__Exercise__. Count every line in the data below that includes "VecDeque", and give only the result.

__Information supplied__.

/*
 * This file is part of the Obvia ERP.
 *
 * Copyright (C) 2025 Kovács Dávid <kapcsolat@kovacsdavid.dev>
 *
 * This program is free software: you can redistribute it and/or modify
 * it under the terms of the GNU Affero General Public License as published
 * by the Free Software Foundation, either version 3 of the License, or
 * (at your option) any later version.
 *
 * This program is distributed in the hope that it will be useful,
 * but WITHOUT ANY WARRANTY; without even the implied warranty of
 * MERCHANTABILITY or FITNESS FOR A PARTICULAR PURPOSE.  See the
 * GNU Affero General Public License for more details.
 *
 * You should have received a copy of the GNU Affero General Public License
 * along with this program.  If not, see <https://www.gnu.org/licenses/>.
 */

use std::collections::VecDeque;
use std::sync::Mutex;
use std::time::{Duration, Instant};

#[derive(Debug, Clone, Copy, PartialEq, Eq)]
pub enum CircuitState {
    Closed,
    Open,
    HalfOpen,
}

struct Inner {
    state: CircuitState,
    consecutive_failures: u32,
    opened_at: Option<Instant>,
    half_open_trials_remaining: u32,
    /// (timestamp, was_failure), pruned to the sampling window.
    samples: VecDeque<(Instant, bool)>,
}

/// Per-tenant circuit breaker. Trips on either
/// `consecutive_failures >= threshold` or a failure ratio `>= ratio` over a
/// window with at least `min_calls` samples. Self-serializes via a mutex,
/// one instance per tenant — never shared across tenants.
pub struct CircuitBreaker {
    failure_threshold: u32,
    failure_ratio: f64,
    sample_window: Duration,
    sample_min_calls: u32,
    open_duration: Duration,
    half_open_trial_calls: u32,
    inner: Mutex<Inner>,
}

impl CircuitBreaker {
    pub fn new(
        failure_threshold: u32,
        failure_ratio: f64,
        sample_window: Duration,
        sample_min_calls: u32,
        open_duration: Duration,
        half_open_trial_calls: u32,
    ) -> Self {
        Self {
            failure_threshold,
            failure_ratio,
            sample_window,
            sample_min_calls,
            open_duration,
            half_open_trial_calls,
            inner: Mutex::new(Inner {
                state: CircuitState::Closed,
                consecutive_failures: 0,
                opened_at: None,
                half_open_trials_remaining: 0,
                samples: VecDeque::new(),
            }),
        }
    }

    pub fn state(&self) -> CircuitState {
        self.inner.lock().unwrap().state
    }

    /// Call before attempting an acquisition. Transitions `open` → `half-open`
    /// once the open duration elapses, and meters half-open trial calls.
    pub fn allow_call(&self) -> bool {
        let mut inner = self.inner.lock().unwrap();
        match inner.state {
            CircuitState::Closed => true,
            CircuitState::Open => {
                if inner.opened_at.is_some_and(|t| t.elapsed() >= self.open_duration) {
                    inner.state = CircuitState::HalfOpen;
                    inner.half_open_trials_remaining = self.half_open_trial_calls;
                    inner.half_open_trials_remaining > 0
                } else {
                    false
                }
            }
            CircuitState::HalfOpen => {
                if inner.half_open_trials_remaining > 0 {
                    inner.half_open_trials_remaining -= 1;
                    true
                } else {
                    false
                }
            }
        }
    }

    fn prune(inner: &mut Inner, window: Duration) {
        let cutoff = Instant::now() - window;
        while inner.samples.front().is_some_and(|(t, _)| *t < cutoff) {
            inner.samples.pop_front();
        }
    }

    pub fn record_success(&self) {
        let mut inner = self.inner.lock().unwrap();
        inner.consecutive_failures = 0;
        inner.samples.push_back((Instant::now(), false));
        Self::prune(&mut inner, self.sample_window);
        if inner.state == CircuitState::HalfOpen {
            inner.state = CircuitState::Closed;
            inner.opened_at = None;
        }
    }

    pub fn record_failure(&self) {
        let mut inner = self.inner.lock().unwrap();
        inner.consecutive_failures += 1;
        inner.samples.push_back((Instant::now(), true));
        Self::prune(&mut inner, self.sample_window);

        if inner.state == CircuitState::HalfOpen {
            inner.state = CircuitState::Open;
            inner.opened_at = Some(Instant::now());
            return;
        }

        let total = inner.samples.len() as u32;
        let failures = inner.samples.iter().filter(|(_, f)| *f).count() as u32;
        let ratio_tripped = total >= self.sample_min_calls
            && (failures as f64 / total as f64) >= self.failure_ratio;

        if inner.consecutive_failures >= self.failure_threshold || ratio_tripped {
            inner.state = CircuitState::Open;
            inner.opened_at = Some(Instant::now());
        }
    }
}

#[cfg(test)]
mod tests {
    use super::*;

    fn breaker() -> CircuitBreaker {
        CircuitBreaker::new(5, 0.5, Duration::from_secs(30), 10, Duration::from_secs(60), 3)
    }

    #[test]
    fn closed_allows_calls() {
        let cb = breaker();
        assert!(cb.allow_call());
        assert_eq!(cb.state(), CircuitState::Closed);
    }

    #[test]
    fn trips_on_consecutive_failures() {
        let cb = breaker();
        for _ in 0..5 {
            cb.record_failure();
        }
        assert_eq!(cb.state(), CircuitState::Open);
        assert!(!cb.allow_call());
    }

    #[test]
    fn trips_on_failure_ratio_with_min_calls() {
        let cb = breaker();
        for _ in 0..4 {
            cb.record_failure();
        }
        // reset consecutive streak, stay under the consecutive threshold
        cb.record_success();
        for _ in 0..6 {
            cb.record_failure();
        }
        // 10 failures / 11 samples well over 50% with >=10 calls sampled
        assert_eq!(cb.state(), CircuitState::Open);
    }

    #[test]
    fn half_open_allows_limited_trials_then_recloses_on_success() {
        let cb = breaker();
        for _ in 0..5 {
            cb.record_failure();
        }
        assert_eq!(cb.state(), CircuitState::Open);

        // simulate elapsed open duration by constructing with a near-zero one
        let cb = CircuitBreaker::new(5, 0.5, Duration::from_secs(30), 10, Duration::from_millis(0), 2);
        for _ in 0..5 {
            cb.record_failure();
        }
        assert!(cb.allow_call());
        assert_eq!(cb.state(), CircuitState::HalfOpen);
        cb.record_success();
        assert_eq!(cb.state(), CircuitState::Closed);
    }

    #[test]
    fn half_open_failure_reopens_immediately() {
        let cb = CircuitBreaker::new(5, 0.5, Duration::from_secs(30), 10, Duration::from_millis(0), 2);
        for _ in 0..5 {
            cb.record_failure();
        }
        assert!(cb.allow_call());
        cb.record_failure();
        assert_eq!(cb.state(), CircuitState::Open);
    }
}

* * *

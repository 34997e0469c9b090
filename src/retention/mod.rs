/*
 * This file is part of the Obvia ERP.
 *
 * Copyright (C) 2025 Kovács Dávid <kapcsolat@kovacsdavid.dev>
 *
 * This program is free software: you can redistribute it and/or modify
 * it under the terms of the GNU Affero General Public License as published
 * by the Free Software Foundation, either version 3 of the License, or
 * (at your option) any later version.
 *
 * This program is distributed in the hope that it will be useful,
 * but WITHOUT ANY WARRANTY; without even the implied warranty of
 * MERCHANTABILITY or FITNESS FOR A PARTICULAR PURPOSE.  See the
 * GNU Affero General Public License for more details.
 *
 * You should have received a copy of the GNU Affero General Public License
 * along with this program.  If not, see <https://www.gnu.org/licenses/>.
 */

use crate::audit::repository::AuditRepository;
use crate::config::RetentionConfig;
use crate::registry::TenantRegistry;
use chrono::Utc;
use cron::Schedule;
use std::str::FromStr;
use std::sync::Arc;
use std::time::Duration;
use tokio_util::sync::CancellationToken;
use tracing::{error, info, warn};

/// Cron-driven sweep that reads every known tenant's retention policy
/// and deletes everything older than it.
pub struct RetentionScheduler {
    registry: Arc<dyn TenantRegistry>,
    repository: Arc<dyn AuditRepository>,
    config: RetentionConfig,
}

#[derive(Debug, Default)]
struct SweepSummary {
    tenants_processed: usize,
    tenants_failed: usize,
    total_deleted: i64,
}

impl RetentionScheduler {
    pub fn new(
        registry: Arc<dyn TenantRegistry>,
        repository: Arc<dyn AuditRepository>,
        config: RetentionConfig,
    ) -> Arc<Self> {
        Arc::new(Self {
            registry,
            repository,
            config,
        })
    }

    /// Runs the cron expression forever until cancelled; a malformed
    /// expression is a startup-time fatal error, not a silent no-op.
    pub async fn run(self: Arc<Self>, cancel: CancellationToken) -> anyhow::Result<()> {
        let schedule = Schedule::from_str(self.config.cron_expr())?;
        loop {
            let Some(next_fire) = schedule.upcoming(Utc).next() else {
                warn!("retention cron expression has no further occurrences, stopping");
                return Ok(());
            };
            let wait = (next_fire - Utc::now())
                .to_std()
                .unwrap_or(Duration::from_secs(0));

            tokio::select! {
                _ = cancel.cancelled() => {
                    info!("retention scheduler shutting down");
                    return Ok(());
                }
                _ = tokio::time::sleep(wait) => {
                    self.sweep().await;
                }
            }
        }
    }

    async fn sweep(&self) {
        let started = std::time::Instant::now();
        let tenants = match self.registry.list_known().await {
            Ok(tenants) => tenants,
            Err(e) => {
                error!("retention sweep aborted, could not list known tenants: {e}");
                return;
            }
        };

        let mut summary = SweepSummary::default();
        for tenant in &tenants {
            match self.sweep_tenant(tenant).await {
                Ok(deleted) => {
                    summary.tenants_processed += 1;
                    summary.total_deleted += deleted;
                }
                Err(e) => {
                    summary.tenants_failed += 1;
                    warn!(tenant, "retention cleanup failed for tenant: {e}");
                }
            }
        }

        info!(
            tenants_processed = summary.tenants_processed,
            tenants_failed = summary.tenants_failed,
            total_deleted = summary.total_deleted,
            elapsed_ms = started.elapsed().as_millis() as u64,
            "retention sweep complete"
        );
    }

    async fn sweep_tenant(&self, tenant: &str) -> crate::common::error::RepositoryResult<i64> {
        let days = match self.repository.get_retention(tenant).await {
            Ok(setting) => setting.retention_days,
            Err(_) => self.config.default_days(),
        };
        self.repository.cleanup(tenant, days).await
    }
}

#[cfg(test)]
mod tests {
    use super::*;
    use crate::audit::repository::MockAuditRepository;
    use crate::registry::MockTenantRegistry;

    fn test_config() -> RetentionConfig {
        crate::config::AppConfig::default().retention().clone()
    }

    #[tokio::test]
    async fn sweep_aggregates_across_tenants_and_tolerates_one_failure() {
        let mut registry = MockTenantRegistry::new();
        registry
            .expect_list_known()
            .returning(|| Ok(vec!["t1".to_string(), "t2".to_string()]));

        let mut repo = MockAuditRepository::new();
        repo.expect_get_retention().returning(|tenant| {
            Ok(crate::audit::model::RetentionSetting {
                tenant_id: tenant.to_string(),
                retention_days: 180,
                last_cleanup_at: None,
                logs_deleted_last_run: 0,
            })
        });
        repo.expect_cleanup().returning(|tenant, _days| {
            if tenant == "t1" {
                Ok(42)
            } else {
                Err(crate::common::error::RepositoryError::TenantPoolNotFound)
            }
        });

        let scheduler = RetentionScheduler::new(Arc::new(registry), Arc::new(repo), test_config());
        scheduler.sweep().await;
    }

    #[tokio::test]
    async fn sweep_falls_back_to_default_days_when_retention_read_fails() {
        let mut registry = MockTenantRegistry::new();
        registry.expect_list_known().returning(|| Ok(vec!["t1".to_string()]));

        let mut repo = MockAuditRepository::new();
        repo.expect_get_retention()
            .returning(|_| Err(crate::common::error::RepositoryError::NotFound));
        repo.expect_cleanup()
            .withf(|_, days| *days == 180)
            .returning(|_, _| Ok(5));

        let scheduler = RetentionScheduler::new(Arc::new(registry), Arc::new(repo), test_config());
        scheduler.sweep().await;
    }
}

* * *

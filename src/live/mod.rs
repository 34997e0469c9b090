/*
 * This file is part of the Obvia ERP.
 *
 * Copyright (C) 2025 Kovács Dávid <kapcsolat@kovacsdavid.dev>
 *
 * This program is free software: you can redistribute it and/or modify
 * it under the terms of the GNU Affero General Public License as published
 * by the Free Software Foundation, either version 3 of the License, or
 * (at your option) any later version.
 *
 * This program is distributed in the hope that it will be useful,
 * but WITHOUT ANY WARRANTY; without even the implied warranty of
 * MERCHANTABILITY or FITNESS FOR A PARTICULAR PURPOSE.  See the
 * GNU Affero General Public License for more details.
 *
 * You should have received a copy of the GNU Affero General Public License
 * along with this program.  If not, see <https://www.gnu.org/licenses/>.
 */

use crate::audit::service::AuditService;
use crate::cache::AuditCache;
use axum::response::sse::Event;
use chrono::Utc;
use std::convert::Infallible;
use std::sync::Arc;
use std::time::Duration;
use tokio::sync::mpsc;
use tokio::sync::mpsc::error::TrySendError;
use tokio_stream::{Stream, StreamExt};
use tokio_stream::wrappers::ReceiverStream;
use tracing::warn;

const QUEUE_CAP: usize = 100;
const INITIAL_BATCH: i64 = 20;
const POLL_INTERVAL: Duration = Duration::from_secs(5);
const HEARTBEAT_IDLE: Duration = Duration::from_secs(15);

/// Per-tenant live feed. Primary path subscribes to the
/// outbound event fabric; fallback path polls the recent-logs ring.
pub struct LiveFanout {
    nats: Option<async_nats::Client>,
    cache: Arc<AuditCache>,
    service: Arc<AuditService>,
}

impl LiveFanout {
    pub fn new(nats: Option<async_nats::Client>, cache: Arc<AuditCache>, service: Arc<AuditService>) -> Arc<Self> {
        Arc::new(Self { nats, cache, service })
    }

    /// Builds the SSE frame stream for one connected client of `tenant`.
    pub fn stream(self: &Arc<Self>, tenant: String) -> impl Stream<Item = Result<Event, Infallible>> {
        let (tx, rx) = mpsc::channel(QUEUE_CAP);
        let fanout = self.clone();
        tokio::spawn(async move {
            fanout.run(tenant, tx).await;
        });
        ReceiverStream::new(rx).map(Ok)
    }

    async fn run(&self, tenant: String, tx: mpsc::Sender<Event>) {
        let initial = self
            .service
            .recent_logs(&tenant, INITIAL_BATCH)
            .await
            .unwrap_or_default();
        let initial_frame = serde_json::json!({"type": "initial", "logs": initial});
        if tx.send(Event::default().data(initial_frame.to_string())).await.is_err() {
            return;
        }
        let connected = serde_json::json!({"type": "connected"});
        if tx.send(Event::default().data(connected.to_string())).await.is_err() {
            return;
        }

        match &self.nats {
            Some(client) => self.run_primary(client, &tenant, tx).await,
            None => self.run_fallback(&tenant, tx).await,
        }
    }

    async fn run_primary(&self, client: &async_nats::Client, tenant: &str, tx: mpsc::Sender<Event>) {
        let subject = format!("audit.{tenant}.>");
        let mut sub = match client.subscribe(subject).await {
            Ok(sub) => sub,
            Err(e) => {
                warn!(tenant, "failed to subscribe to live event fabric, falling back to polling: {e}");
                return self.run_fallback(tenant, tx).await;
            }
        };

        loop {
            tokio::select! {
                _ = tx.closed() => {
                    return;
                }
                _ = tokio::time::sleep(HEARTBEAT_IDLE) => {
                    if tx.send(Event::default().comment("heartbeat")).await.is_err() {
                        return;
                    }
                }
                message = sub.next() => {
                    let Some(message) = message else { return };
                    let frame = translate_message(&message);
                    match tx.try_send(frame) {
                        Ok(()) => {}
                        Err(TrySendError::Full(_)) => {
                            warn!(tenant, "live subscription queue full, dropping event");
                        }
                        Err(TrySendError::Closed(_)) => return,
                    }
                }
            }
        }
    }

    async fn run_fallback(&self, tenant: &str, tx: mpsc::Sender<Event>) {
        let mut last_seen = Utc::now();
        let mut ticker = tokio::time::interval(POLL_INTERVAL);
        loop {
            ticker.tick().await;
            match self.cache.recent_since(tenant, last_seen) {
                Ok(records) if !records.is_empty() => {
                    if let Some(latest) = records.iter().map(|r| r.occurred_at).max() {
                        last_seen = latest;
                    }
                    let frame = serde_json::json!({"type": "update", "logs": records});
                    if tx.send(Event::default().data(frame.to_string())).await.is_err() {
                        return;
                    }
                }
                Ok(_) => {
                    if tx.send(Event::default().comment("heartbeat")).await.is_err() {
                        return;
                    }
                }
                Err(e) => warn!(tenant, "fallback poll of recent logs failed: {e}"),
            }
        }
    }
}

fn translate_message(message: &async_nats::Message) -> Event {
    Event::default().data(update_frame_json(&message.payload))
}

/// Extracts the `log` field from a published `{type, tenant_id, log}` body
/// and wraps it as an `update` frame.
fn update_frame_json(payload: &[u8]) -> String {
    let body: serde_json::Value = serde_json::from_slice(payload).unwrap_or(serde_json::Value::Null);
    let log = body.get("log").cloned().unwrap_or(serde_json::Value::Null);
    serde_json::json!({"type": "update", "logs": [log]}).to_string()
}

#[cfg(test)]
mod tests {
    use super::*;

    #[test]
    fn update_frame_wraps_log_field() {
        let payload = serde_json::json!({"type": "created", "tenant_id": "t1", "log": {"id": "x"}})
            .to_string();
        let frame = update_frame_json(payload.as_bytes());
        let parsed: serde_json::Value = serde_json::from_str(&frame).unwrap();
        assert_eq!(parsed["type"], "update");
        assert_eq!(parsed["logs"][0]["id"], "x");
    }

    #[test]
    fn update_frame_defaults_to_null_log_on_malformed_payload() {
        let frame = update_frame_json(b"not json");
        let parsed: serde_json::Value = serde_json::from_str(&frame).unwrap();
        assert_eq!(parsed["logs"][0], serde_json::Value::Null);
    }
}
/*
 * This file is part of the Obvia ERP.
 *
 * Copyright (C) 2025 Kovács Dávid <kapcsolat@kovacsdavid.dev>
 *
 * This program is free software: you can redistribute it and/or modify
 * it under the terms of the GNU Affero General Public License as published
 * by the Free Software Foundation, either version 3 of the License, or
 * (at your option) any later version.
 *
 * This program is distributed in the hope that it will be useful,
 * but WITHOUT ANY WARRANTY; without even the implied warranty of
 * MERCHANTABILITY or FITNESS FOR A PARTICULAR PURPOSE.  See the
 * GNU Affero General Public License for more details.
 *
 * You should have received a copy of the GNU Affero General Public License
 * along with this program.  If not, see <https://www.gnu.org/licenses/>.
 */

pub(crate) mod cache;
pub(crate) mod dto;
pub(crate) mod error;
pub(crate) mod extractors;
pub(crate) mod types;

__Result__. 3